**What to do**.
Go through the records and give the number of lines that include "origin", with nothing else.

Stored data entries
____

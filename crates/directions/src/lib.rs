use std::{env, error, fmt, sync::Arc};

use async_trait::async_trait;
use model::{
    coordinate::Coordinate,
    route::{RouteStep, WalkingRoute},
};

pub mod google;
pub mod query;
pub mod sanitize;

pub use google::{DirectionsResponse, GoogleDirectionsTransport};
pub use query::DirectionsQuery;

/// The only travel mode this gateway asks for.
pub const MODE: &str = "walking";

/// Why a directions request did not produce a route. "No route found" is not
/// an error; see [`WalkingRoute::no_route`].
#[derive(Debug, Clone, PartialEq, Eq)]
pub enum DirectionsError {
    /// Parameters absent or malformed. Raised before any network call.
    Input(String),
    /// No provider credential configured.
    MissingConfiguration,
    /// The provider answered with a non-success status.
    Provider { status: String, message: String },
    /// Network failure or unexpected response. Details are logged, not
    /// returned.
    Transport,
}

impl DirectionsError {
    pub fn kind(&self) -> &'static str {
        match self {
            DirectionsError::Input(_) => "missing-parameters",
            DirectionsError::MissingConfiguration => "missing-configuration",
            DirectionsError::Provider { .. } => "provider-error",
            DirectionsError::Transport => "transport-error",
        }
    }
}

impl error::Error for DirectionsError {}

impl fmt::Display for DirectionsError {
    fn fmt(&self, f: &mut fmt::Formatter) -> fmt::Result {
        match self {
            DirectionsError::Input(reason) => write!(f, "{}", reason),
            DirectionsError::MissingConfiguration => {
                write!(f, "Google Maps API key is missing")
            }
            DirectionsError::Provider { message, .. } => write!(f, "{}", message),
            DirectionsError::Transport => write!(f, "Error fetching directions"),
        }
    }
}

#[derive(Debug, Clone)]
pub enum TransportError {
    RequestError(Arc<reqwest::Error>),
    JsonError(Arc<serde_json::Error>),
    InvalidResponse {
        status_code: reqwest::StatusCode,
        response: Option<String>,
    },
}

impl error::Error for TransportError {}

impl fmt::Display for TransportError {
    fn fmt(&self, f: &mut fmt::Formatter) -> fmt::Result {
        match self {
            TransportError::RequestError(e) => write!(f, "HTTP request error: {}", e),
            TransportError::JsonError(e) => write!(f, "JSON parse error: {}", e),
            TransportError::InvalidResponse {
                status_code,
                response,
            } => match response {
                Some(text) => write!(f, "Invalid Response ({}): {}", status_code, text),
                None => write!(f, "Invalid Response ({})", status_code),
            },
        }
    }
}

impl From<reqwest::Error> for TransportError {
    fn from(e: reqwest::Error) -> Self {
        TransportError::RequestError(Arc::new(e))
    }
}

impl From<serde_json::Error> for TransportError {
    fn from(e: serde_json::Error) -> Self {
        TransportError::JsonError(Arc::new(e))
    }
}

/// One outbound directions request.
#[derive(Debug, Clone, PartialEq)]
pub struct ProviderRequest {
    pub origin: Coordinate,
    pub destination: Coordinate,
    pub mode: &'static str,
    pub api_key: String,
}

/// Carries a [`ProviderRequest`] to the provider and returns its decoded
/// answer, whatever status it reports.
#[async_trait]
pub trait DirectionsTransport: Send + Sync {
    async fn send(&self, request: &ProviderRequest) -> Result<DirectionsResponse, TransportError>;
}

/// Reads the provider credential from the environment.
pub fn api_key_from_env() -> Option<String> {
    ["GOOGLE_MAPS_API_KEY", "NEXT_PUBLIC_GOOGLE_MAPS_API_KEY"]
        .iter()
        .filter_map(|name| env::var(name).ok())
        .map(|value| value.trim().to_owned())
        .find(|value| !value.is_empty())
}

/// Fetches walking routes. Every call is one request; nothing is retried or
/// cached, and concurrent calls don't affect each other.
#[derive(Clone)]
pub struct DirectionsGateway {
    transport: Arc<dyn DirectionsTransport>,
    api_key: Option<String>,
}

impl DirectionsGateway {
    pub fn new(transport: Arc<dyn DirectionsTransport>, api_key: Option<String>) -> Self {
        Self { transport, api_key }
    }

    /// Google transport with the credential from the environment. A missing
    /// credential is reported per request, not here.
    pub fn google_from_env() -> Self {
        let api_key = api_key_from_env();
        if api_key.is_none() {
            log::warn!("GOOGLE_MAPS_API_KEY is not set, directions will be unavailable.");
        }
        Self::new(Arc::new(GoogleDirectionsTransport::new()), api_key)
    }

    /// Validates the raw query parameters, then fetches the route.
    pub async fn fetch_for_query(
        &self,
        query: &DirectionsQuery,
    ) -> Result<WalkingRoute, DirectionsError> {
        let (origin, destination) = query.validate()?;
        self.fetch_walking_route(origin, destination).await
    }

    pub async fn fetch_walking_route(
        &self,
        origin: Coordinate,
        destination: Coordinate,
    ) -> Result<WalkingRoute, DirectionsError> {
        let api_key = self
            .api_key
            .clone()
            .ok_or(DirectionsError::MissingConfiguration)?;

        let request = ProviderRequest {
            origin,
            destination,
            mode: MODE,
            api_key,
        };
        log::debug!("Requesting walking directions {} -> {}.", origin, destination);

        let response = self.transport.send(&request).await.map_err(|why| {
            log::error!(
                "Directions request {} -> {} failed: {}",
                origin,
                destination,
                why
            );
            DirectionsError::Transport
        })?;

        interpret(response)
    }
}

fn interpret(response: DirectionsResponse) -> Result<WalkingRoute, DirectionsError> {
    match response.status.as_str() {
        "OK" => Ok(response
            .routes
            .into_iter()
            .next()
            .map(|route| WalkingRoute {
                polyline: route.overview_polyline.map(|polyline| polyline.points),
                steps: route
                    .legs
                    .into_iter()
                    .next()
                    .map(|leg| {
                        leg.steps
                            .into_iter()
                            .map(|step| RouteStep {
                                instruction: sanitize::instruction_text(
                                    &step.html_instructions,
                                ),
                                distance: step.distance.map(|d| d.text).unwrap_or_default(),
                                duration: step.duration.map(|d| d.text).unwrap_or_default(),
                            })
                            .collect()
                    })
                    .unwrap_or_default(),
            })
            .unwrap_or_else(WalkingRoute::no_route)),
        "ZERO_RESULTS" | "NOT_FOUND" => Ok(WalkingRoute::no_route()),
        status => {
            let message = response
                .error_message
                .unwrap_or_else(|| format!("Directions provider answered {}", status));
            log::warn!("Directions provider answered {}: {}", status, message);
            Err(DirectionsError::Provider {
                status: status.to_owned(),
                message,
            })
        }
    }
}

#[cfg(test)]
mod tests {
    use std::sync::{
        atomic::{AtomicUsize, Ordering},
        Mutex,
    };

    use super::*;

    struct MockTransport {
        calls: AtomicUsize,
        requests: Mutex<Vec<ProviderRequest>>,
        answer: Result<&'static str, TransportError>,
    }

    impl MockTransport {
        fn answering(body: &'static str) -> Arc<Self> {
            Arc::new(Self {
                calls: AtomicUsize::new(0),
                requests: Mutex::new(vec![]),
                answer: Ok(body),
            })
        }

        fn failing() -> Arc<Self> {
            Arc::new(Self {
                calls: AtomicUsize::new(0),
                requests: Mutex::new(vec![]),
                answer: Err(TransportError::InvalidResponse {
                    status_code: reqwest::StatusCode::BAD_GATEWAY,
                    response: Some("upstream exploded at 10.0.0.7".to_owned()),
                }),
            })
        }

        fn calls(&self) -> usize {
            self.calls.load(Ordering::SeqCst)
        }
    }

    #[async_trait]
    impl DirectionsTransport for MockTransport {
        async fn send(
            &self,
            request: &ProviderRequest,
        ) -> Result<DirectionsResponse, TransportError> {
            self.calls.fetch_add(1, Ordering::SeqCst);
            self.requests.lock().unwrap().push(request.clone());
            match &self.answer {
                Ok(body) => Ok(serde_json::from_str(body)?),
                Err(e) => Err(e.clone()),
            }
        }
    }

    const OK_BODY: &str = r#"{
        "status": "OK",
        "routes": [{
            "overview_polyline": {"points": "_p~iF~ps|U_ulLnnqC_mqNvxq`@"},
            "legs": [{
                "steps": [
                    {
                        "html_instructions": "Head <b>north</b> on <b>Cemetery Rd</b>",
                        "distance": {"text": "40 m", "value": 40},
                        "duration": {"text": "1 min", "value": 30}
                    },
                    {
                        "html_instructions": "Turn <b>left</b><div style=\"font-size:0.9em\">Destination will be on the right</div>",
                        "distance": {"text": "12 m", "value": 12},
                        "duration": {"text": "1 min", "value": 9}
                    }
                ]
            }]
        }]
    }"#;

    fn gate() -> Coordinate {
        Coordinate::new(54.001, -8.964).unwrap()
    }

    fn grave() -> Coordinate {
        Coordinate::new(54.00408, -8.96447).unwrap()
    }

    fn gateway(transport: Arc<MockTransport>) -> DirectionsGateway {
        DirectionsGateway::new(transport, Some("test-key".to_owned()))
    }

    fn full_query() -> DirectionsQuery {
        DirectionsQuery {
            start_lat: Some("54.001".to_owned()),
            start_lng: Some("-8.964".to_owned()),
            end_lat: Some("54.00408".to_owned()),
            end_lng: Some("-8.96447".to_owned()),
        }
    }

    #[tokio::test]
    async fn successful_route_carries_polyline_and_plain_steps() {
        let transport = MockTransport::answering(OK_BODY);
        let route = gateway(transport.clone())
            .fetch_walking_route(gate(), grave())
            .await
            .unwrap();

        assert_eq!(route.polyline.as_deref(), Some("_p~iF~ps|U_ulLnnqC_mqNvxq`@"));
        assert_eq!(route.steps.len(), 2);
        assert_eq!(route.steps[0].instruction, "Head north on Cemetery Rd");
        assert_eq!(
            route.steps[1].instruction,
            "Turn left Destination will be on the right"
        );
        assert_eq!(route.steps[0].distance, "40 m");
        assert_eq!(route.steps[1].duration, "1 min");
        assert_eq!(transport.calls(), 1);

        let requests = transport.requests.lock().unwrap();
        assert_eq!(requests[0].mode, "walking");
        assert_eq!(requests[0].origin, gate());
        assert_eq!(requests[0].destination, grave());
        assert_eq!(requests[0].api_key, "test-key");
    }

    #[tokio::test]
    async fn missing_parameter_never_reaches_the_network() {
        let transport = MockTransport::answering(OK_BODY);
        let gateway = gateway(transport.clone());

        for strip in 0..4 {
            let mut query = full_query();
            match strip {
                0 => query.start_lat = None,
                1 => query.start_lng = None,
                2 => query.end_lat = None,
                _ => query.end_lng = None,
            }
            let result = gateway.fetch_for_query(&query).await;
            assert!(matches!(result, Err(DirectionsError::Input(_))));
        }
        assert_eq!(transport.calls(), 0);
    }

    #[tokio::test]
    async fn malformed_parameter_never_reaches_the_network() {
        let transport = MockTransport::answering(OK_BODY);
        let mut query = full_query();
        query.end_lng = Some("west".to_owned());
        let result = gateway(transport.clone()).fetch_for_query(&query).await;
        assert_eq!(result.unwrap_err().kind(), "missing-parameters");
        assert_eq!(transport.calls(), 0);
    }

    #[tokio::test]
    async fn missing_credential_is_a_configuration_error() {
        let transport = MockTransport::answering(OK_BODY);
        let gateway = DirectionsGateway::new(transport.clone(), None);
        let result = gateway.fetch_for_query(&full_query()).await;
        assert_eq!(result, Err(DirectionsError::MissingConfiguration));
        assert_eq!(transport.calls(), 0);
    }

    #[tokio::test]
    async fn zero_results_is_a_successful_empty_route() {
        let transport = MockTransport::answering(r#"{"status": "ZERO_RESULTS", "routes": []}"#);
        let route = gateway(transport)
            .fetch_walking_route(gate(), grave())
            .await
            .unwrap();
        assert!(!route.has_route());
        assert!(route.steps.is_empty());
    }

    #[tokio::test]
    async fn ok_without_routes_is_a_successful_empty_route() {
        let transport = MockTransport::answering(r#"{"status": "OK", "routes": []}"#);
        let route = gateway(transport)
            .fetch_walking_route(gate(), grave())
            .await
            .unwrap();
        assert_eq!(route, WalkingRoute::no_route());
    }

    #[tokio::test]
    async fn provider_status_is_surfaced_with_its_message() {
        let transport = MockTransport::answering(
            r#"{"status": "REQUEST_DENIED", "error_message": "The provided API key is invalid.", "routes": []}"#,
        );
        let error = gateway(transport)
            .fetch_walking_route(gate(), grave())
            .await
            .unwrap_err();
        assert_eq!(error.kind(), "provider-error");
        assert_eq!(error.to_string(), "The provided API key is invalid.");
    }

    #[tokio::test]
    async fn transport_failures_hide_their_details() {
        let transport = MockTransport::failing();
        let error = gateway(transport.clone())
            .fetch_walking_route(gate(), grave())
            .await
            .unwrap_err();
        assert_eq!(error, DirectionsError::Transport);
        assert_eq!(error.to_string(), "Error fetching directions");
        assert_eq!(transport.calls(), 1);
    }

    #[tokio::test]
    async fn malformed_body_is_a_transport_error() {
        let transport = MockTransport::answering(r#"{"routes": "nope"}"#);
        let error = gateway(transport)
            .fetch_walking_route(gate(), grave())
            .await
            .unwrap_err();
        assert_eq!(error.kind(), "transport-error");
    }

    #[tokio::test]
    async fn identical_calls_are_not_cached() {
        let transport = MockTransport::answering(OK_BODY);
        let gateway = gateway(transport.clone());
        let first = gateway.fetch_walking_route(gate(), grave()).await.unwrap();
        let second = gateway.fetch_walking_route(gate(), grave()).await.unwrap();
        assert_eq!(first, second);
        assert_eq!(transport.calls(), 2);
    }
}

____

**Answer to this task**.
8